**To do:** Reproduce exactly the lines from the top of the records below through the line holding "every pending event".

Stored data
***

//! Interrupt-safe device sharing

use crate::{Application, Device, Event, PeripheralPort};
use core::cell::RefCell;
use cortex_m::interrupt::{self, Mutex};
use usb_device::bus::PollResult;

/// A [`Device`] shared between the USB interrupt and the rest of the program
///
/// Every access happens in a critical section. Poll from the USB interrupt
/// handler, and use [`with_device_mut()`](SharedDevice::with_device_mut) to
/// reach the device, or your application, from anywhere else.
pub struct SharedDevice<P, A> {
    device: Mutex<RefCell<Device<P, A>>>,
}

impl<P: PeripheralPort, A: Application> SharedDevice<P, A> {
    /// Share a device
    ///
    /// Make sure you've initialized the device before sharing it.
    pub fn new(device: Device<P, A>) -> Self {
        SharedDevice {
            device: Mutex::new(RefCell::new(device)),
        }
    }

    /// Interrupt-safe, immutable access to the device
    pub fn with_device<R>(&self, func: impl FnOnce(&Device<P, A>) -> R) -> R {
        interrupt::free(|cs| {
            let device = self.device.borrow(cs);
            let device = device.borrow();
            func(&*device)
        })
    }

    /// Interrupt-safe, mutable access to the device
    pub fn with_device_mut<R>(&self, func: impl FnOnce(&mut Device<P, A>) -> R) -> R {
        interrupt::free(|cs| {
            let device = self.device.borrow(cs);
            let mut device = device.borrow_mut();
            func(&mut *device)
        })
    }

    /// Service every pending event
    pub fn poll(&self) -> PollResult {
        self.with_device_mut(|device| device.poll())
    }

    /// Service one event
    pub fn handle(&self, event: Event) {
        self.with_device_mut(|device| device.handle(event));
    }

    /// Enable (`true`) or disable (`false`) the reset and transfer interrupts
    pub fn set_interrupts(&self, enabled: bool) {
        self.with_device_mut(|device| device.set_interrupts(enabled));
    }
}
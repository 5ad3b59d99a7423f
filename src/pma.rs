//! Packet memory layout and access
//!
//! The packet memory area starts with the buffer descriptor table (BDT), one
//! entry per endpoint register, followed by the endpoint buffers. Each BDT
//! entry holds four 16-bit words:
//!
//! | Offset | Word       | Meaning                                         |
//! | ------ | ---------- | ----------------------------------------------- |
//! | 0      | `ADDR_TX`  | Offset of the transmit buffer                   |
//! | 2      | `COUNT_TX` | Number of bytes to transmit                     |
//! | 4      | `ADDR_RX`  | Offset of the receive buffer                    |
//! | 6      | `COUNT_RX` | Receive capacity (blocks), and bytes received   |
//!
//! The layout is computed once, from the endpoint configuration, and never
//! changes. A bus reset re-programs the same layout.

use crate::{endpoint::EndpointConfig, PeripheralPort, Register, TransferType, MAX_ENDPOINTS};
use usb_device::{Result, UsbError};

/// Size of the packet memory area, in bytes
pub const PMA_SIZE: usize = 512;

/// Packet memory offset of the buffer descriptor table
pub const BTABLE_OFFSET: u16 = 0;

const ENTRY_SIZE: usize = 8;
const ADDR_TX: usize = 0;
const COUNT_TX: usize = 2;
const ADDR_RX: usize = 4;
const COUNT_RX: usize = 6;

/// Size of the buffer descriptor table, sized for every endpoint register
pub const BTABLE_SIZE: usize = MAX_ENDPOINTS * ENTRY_SIZE;

/// Received byte count field of `COUNT_RX`
const COUNT_MASK: u16 = 0x03FF;

/// Returns the packet memory offset of a BDT entry word
const fn entry(endpoint: u8, word: usize) -> usize {
    BTABLE_OFFSET as usize + endpoint as usize * ENTRY_SIZE + word
}

/// Round a receive capacity up to what `COUNT_RX` can express
///
/// Returns the rounded capacity, and the `BL_SIZE` / `NUM_BLOCK` encoding.
/// Capacities up to 62 bytes count 2-byte blocks; larger capacities count
/// 32-byte blocks.
const fn rx_capacity(size: u16) -> (u16, u16) {
    if size <= 62 {
        let blocks = (size + 1) / 2;
        (blocks * 2, blocks << 10)
    } else {
        let blocks = (size + 31) / 32;
        (blocks * 32, 0x8000 | ((blocks - 1) << 10))
    }
}

/// A region of packet memory assigned to one endpoint direction
#[derive(Clone, Copy, Debug, PartialEq, Eq)]
pub struct BufferHandle {
    endpoint: u8,
    offset: u16,
    capacity: u16,
    /// `COUNT_RX` encoding for receive buffers, zero for transmit buffers
    blocks: u16,
}

impl BufferHandle {
    /// The endpoint number that owns this buffer
    pub fn endpoint(&self) -> u8 {
        self.endpoint
    }
    /// Packet memory offset of the first byte
    pub fn offset(&self) -> usize {
        self.offset as usize
    }
    /// Number of bytes reserved for the buffer
    pub fn capacity(&self) -> usize {
        self.capacity as usize
    }
    fn end(&self) -> usize {
        self.offset() + self.capacity()
    }
    /// Indicates if two buffers share any byte of packet memory
    pub fn overlaps(&self, other: &BufferHandle) -> bool {
        self.offset() < other.end() && other.offset() < self.end()
    }
}

/// The transmit and receive buffers of one endpoint
#[derive(Clone, Copy, Debug, Default, PartialEq, Eq)]
pub struct EndpointBuffers {
    /// IN buffer
    pub tx: Option<BufferHandle>,
    /// OUT buffer
    pub rx: Option<BufferHandle>,
}

const NO_BUFFERS: EndpointBuffers = EndpointBuffers { tx: None, rx: None };

/// Packet memory allocator
///
/// Hands out consecutive, even-aligned regions, and never frees them.
struct Allocator {
    ptr: usize,
    end: usize,
}

impl Allocator {
    const fn new(start: usize, end: usize) -> Self {
        Allocator { ptr: start, end }
    }
    /// Allocates a buffer of `size`, rounded up to a whole word
    fn allocate(&mut self, size: usize) -> Option<usize> {
        let size = (size + 1) & !1;
        let start = self.ptr;
        let end = start.checked_add(size)?;
        if end > self.end {
            None
        } else {
            self.ptr = end;
            Some(start)
        }
    }
}

/// The packet memory layout for every endpoint
#[derive(Clone, Copy, Debug)]
pub struct PacketMemory {
    buffers: [EndpointBuffers; MAX_ENDPOINTS],
    used: usize,
}

impl PacketMemory {
    /// A layout that assigns no buffers
    pub const fn empty() -> Self {
        PacketMemory {
            buffers: [NO_BUFFERS; MAX_ENDPOINTS],
            used: BTABLE_SIZE,
        }
    }

    /// Lay out packet memory for `endpoints`
    ///
    /// Buffers are assigned in order: each endpoint's transmit buffer, then
    /// its receive buffer, sized to its max packet size.
    ///
    /// Fails with
    ///
    /// - `EndpointOverflow` if an endpoint number is out of range,
    /// - `InvalidEndpoint` if an endpoint appears twice, supports no
    ///   direction, or isn't a control endpoint exactly when it's endpoint 0,
    /// - `Unsupported` if a max packet size isn't a full-speed size,
    /// - `EndpointMemoryOverflow` if the buffers don't fit.
    pub fn allocate<'a>(endpoints: impl IntoIterator<Item = &'a EndpointConfig>) -> Result<Self> {
        let mut layout = Self::empty();
        let mut allocator = Allocator::new(BTABLE_SIZE, PMA_SIZE);
        let mut seen = 0u8;

        for config in endpoints {
            let number = config.number();
            if number as usize >= MAX_ENDPOINTS {
                return Err(UsbError::EndpointOverflow);
            }
            if seen & (1 << number) != 0
                || config.directions().is_empty()
                || (number == 0) != (config.kind() == TransferType::Control)
            {
                return Err(UsbError::InvalidEndpoint);
            }
            let max_packet_size = config.max_packet_size();
            let valid_size = match config.kind() {
                TransferType::Control => matches!(max_packet_size, 8 | 16 | 32 | 64),
                _ => (1..=crate::MAX_PACKET_SIZE as u16).contains(&max_packet_size),
            };
            if !valid_size {
                return Err(UsbError::Unsupported);
            }
            seen |= 1 << number;

            let buffers = &mut layout.buffers[number as usize];
            if config.directions().contains(crate::Directions::IN) {
                let offset = allocator
                    .allocate(max_packet_size as usize)
                    .ok_or(UsbError::EndpointMemoryOverflow)?;
                buffers.tx = Some(BufferHandle {
                    endpoint: number,
                    offset: offset as u16,
                    capacity: max_packet_size,
                    blocks: 0,
                });
            }
            if config.directions().contains(crate::Directions::OUT) {
                let (capacity, blocks) = rx_capacity(max_packet_size);
                let offset = allocator
                    .allocate(capacity as usize)
                    .ok_or(UsbError::EndpointMemoryOverflow)?;
                buffers.rx = Some(BufferHandle {
                    endpoint: number,
                    offset: offset as u16,
                    capacity,
                    blocks,
                });
            }
        }

        layout.used = allocator.ptr;
        Ok(layout)
    }

    /// Returns the buffers assigned to endpoint `number`
    pub fn buffers(&self, number: u8) -> EndpointBuffers {
        self.buffers
            .get(number as usize)
            .copied()
            .unwrap_or(NO_BUFFERS)
    }

    /// Number of bytes of packet memory in use, including the BDT
    pub fn used(&self) -> usize {
        self.used
    }

    /// Write the buffer descriptor table, and point `BTABLE` at it
    pub fn program<P: PeripheralPort>(&self, port: &mut P) {
        port.write(Register::BufferTable, BTABLE_OFFSET);
        for (number, buffers) in self.buffers.iter().enumerate() {
            let number = number as u8;
            let tx = buffers.tx.map(|tx| tx.offset).unwrap_or(0);
            let (rx, blocks) = buffers
                .rx
                .map(|rx| (rx.offset, rx.blocks))
                .unwrap_or((0, 0));
            port.write_pma(entry(number, ADDR_TX), tx);
            port.write_pma(entry(number, COUNT_TX), 0);
            port.write_pma(entry(number, ADDR_RX), rx);
            port.write_pma(entry(number, COUNT_RX), blocks);
        }
    }
}

/// Copy `bytes` into a transmit buffer, and mark them ready to send
///
/// Copies at most the buffer capacity, and returns the number of bytes
/// copied. Packet memory is written a word at a time; an odd trailing byte is
/// padded, but only the copied bytes are counted in `COUNT_TX`.
pub fn copy_in<P: PeripheralPort>(port: &mut P, handle: &BufferHandle, bytes: &[u8]) -> usize {
    let len = bytes.len().min(handle.capacity());
    for (idx, chunk) in bytes[..len].chunks(2).enumerate() {
        let word = match *chunk {
            [lo, hi] => u16::from_le_bytes([lo, hi]),
            [lo] => lo as u16,
            _ => 0,
        };
        port.write_pma(handle.offset() + 2 * idx, word);
    }
    port.write_pma(entry(handle.endpoint, COUNT_TX), len as u16);
    len
}

/// Returns the number of bytes in the last packet received into a buffer
pub fn received_len<P: PeripheralPort>(port: &P, handle: &BufferHandle) -> usize {
    let count = port.read_pma(entry(handle.endpoint, COUNT_RX)) & COUNT_MASK;
    (count as usize).min(handle.capacity())
}

/// Copy the last received packet out of a receive buffer
///
/// Returns the number of bytes copied into `buffer`.
pub fn copy_out<P: PeripheralPort>(port: &P, handle: &BufferHandle, buffer: &mut [u8]) -> usize {
    let len = received_len(port, handle).min(buffer.len());
    for (idx, chunk) in buffer[..len].chunks_mut(2).enumerate() {
        let word = port.read_pma(handle.offset() + 2 * idx).to_le_bytes();
        chunk.copy_from_slice(&word[..chunk.len()]);
    }
    len
}
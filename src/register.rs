//! Register bit definitions, and the register update primitive
//!
//! The endpoint registers (`EPnR`) mix three kinds of bits behind one
//! address:
//!
//! - plain read / write bits, like the endpoint address and type,
//! - *toggle* bits, like `STAT_TX` and `DTOG_RX`, that flip when written
//!   with 1 and hold when written with 0,
//! - *rc_w0* flags, like `CTR_RX`, that clear when written with 0 and hold
//!   when written with 1.
//!
//! Writing back the value you just read is therefore wrong twice over: it
//! flips every toggle bit that's currently set, and it keeps the flags you
//! might have wanted to clear. [`apply_update()`] computes the value to write,
//! and [`EndpointUpdate`] builds the masks for it. Nothing else in the crate
//! computes an `EPnR` write value.
//!
//! `ISTR` flags are rc_w0 as well; [`istr_clear()`] uses the same primitive.

use bitflags::bitflags;

/// Compute the value to write into a register
///
/// - bits in `preserve_mask` are written as they read in `current`,
/// - bits in `toggle_mask` are written as 1,
/// - bits in `literal_set_mask` are written as 1,
/// - every other bit is written as 0.
///
/// For a toggle bit, a written 1 flips the bit and a written 0 leaves it
/// alone. For an rc_w0 flag, a written 0 clears the flag and a written 1
/// leaves it alone, so flags you want to keep belong in `literal_set_mask`.
/// This function performs no I/O; the caller writes the result.
pub const fn apply_update(
    current: u16,
    preserve_mask: u16,
    toggle_mask: u16,
    literal_set_mask: u16,
) -> u16 {
    (current & preserve_mask) | toggle_mask | literal_set_mask
}

/// Returns the toggle mask that moves `field` from its value in `current`
/// to its value in `desired`
pub const fn toggle_to(current: u16, field: u16, desired: u16) -> u16 {
    (current ^ desired) & field
}

bitflags! {
    /// Endpoint register (`EPnR`) fields
    #[derive(Clone, Copy, Debug, PartialEq, Eq)]
    pub struct Epr: u16 {
        /// Endpoint address
        const EA = 0x000F;
        /// Transmit status
        const STAT_TX = 0x0030;
        /// Transmit data toggle
        const DTOG_TX = 0x0040;
        /// Transmit complete
        const CTR_TX = 0x0080;
        /// Endpoint kind
        const EP_KIND = 0x0100;
        /// Endpoint type
        const EP_TYPE = 0x0600;
        /// Last receive was a SETUP
        const SETUP = 0x0800;
        /// Receive status
        const STAT_RX = 0x3000;
        /// Receive data toggle
        const DTOG_RX = 0x4000;
        /// Receive complete
        const CTR_RX = 0x8000;
    }
}

/// `EPnR` bits that hold their value only when written back as read
pub const EPR_RW: u16 = Epr::EA.bits() | Epr::EP_KIND.bits() | Epr::EP_TYPE.bits();
/// `EPnR` bits that flip when written with 1
pub const EPR_TOGGLE: u16 =
    Epr::STAT_TX.bits() | Epr::DTOG_TX.bits() | Epr::STAT_RX.bits() | Epr::DTOG_RX.bits();
/// `EPnR` flags that clear when written with 0
pub const EPR_RC_W0: u16 = Epr::CTR_RX.bits() | Epr::CTR_TX.bits();

const STAT_TX_OFFSET: u16 = 4;
const STAT_RX_OFFSET: u16 = 12;
const EP_TYPE_OFFSET: u16 = 9;

bitflags! {
    /// Interrupt status register (`ISTR`)
    #[derive(Clone, Copy, Debug, PartialEq, Eq)]
    pub struct Istr: u16 {
        /// Endpoint of the highest priority transfer completion
        const EP_ID = 0x000F;
        /// Direction of that completion; set for OUT and SETUP
        const DIR = 0x0010;
        const ESOF = 0x0100;
        const SOF = 0x0200;
        const RESET = 0x0400;
        const SUSP = 0x0800;
        const WKUP = 0x1000;
        const ERR = 0x2000;
        const PMAOVR = 0x4000;
        /// Some endpoint has a transfer completion; read-only
        const CTR = 0x8000;
    }
}

/// `ISTR` flags that clear when written with 0
pub const ISTR_RC_W0: u16 = Istr::ESOF.bits()
    | Istr::SOF.bits()
    | Istr::RESET.bits()
    | Istr::SUSP.bits()
    | Istr::WKUP.bits()
    | Istr::ERR.bits()
    | Istr::PMAOVR.bits();

/// Returns the `ISTR` value that clears `flags`, and no other flag
pub const fn istr_clear(flags: Istr) -> u16 {
    apply_update(0, 0, 0, ISTR_RC_W0 & !flags.bits())
}

bitflags! {
    /// Control register (`CNTR`)
    #[derive(Clone, Copy, Debug, PartialEq, Eq)]
    pub struct Cntr: u16 {
        /// Force USB reset
        const FRES = 0x0001;
        /// Power down the transceiver
        const PDWN = 0x0002;
        const LP_MODE = 0x0004;
        const FSUSP = 0x0008;
        const RESUME = 0x0010;
        const ESOFM = 0x0100;
        const SOFM = 0x0200;
        const RESETM = 0x0400;
        const SUSPM = 0x0800;
        const WKUPM = 0x1000;
        const ERRM = 0x2000;
        const PMAOVRM = 0x4000;
        const CTRM = 0x8000;
    }
}

bitflags! {
    /// Device address register (`DADDR`)
    #[derive(Clone, Copy, Debug, PartialEq, Eq)]
    pub struct Daddr: u16 {
        /// Device address
        const ADD = 0x007F;
        /// Enable function
        const EF = 0x0080;
    }
}

/// Endpoint transmit or receive status
#[derive(Clone, Copy, Debug, PartialEq, Eq)]
#[repr(u16)]
pub enum Status {
    /// All requests are ignored
    Disabled = 0b00,
    /// All requests are answered with STALL
    Stall = 0b01,
    /// All requests are answered with NAK
    Nak = 0b10,
    /// The endpoint is armed for one packet
    Valid = 0b11,
}

impl Status {
    const fn from_bits(bits: u16) -> Self {
        match bits & 0b11 {
            0b00 => Status::Disabled,
            0b01 => Status::Stall,
            0b10 => Status::Nak,
            _ => Status::Valid,
        }
    }
    /// Returns the transmit status held in an `EPnR` value
    pub const fn tx(epr: u16) -> Self {
        Self::from_bits(epr >> STAT_TX_OFFSET)
    }
    /// Returns the receive status held in an `EPnR` value
    pub const fn rx(epr: u16) -> Self {
        Self::from_bits(epr >> STAT_RX_OFFSET)
    }
}

/// A pending change to an endpoint register
///
/// Collect the fields you want to change, then compute the value to write
/// from the register's current value with [`value()`](EndpointUpdate::value).
/// Fields you don't mention are left as they are.
///
/// ```
/// use stm32fs_usbd::register::{EndpointUpdate, Epr, Status};
///
/// // Endpoint 1 is NAKing both directions, and has a completed receive.
/// let current = 0x8000 | 0x2000 | 0x0020 | 0x0001;
/// let update = EndpointUpdate::new().stat_rx(Status::Valid).clear_ctr_rx();
///
/// // Flip STAT_RX to VALID, keep CTR_TX by writing 1, leave STAT_TX alone.
/// assert_eq!(update.value(current), 0x1000 | 0x0080 | 0x0001);
/// ```
#[derive(Clone, Copy, Debug, PartialEq, Eq)]
pub struct EndpointUpdate {
    /// Toggle fields to drive to `target`
    fields: u16,
    target: u16,
    /// rc_w0 flags to clear
    clear: u16,
    /// Plain fields to replace with `literal`
    replace: u16,
    literal: u16,
}

impl Default for EndpointUpdate {
    fn default() -> Self {
        Self::new()
    }
}

impl EndpointUpdate {
    /// An update that changes nothing
    pub const fn new() -> Self {
        EndpointUpdate {
            fields: 0,
            target: 0,
            clear: 0,
            replace: 0,
            literal: 0,
        }
    }

    const fn drive(mut self, field: u16, value: u16) -> Self {
        self.fields |= field;
        self.target = (self.target & !field) | (value & field);
        self
    }

    /// Set the transmit status
    pub const fn stat_tx(self, status: Status) -> Self {
        self.drive(Epr::STAT_TX.bits(), (status as u16) << STAT_TX_OFFSET)
    }

    /// Set the receive status
    pub const fn stat_rx(self, status: Status) -> Self {
        self.drive(Epr::STAT_RX.bits(), (status as u16) << STAT_RX_OFFSET)
    }

    /// Set the transmit data toggle
    pub const fn dtog_tx(self, set: bool) -> Self {
        self.drive(Epr::DTOG_TX.bits(), if set { 0xFFFF } else { 0 })
    }

    /// Set the receive data toggle
    pub const fn dtog_rx(self, set: bool) -> Self {
        self.drive(Epr::DTOG_RX.bits(), if set { 0xFFFF } else { 0 })
    }

    /// Clear the transmit complete flag
    pub const fn clear_ctr_tx(mut self) -> Self {
        self.clear |= Epr::CTR_TX.bits();
        self
    }

    /// Clear the receive complete flag
    pub const fn clear_ctr_rx(mut self) -> Self {
        self.clear |= Epr::CTR_RX.bits();
        self
    }

    /// Replace the endpoint address and type, and clear the endpoint kind
    ///
    /// `ep_type` is the two-bit `EP_TYPE` encoding.
    pub const fn configure(mut self, address: u8, ep_type: u16) -> Self {
        self.replace = EPR_RW;
        self.literal = (address as u16 & Epr::EA.bits())
            | ((ep_type << EP_TYPE_OFFSET) & Epr::EP_TYPE.bits());
        self
    }

    /// Compute the value to write, given the register's `current` value
    pub const fn value(&self, current: u16) -> u16 {
        apply_update(
            current,
            EPR_RW & !self.replace,
            toggle_to(current, self.fields, self.target),
            (EPR_RC_W0 & !self.clear) | (self.literal & self.replace),
        )
    }
}

#[cfg(test)]
mod test {
    use super::*;
    use crate::sim::hardware_write;

    const STATUSES: [Status; 4] = [Status::Disabled, Status::Stall, Status::Nak, Status::Valid];

    #[test]
    fn apply_update_truth_table() {
        // One bit of each mask, for each value of the current bit
        for current in [0u16, 1] {
            for preserve in [0u16, 1] {
                for toggle in [0u16, 1] {
                    for set in [0u16, 1] {
                        let expected = (current & preserve) | toggle | set;
                        assert_eq!(apply_update(current, preserve, toggle, set), expected);
                    }
                }
            }
        }
    }

    #[test]
    fn naive_write_back_corrupts() {
        // Valid RX, NAK TX, RX complete pending
        let current = 0x8000 | 0x3000 | 0x0020;
        let after = hardware_write(current, current);
        // STAT_RX flipped to DISABLED, STAT_TX flipped to DISABLED
        assert_eq!(Status::rx(after), Status::Disabled);
        assert_eq!(Status::tx(after), Status::Disabled);
    }

    #[test]
    fn status_fields_every_register_value() {
        for current in 0..=u16::MAX {
            for tx in STATUSES {
                for rx in STATUSES {
                    let update = EndpointUpdate::new().stat_tx(tx).stat_rx(rx);
                    let after = hardware_write(current, update.value(current));
                    assert_eq!(Status::tx(after), tx);
                    assert_eq!(Status::rx(after), rx);
                    // Nothing else moves
                    let others = !(Epr::STAT_TX.bits() | Epr::STAT_RX.bits());
                    assert_eq!(after & others, current & others, "{current:#06x}");
                }
            }
        }
    }

    #[test]
    fn flags_and_toggles_every_register_value() {
        for current in 0..=u16::MAX {
            let update = EndpointUpdate::new().clear_ctr_rx();
            let after = hardware_write(current, update.value(current));
            assert_eq!(after & Epr::CTR_RX.bits(), 0);
            assert_eq!(after | Epr::CTR_RX.bits(), current | Epr::CTR_RX.bits());

            let update = EndpointUpdate::new().clear_ctr_tx();
            let after = hardware_write(current, update.value(current));
            assert_eq!(after & Epr::CTR_TX.bits(), 0);
            assert_eq!(after | Epr::CTR_TX.bits(), current | Epr::CTR_TX.bits());

            for (tx, rx) in [(false, false), (false, true), (true, false), (true, true)] {
                let update = EndpointUpdate::new().dtog_tx(tx).dtog_rx(rx);
                let after = hardware_write(current, update.value(current));
                assert_eq!(after & Epr::DTOG_TX.bits() != 0, tx);
                assert_eq!(after & Epr::DTOG_RX.bits() != 0, rx);
                let others = !(Epr::DTOG_TX.bits() | Epr::DTOG_RX.bits());
                assert_eq!(after & others, current & others);
            }
        }
    }

    #[test]
    fn empty_update_is_identity() {
        for current in 0..=u16::MAX {
            let after = hardware_write(current, EndpointUpdate::new().value(current));
            assert_eq!(after, current);
        }
    }

    #[test]
    fn configure_replaces_plain_fields() {
        for current in 0..=u16::MAX {
            let update = EndpointUpdate::new().configure(3, 0b11);
            let after = hardware_write(current, update.value(current));
            assert_eq!(after & EPR_RW, 0x0003 | 0x0600);
            assert_eq!(after & !EPR_RW, current & !EPR_RW);
        }
    }

    #[test]
    fn istr_clear_only_named_flags() {
        let write = istr_clear(Istr::RESET);
        assert_eq!(write & Istr::RESET.bits(), 0);
        assert_eq!(write & ISTR_RC_W0, ISTR_RC_W0 & !Istr::RESET.bits());

        let write = istr_clear(Istr::SOF | Istr::ERR);
        assert_eq!(write & (Istr::SOF | Istr::ERR).bits(), 0);
        assert_ne!(write & Istr::RESET.bits(), 0);
    }
}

***

**Written solution:**
//! Interrupt-safe device sharing

use crate::{Application, Device, Event, PeripheralPort};
use core::cell::RefCell;
use cortex_m::interrupt::{self, Mutex};
use usb_device::bus::PollResult;

/// A [`Device`] shared between the USB interrupt and the rest of the program
///
/// Every access happens in a critical section. Poll from the USB interrupt
/// handler, and use [`with_device_mut()`](SharedDevice::with_device_mut) to
/// reach the device, or your application, from anywhere else.
pub struct SharedDevice<P, A> {
    device: Mutex<RefCell<Device<P, A>>>,
}

impl<P: PeripheralPort, A: Application> SharedDevice<P, A> {
    /// Share a device
    ///
    /// Make sure you've initialized the device before sharing it.
    pub fn new(device: Device<P, A>) -> Self {
        SharedDevice {
            device: Mutex::new(RefCell::new(device)),
        }
    }

    /// Interrupt-safe, immutable access to the device
    pub fn with_device<R>(&self, func: impl FnOnce(&Device<P, A>) -> R) -> R {
        interrupt::free(|cs| {
            let device = self.device.borrow(cs);
            let device = device.borrow();
            func(&*device)
        })
    }

    /// Interrupt-safe, mutable access to the device
    pub fn with_device_mut<R>(&self, func: impl FnOnce(&mut Device<P, A>) -> R) -> R {
        interrupt::free(|cs| {
            let device = self.device.borrow(cs);
            let mut device = device.borrow_mut();
            func(&mut *device)
        })
    }

    /// Service every pending event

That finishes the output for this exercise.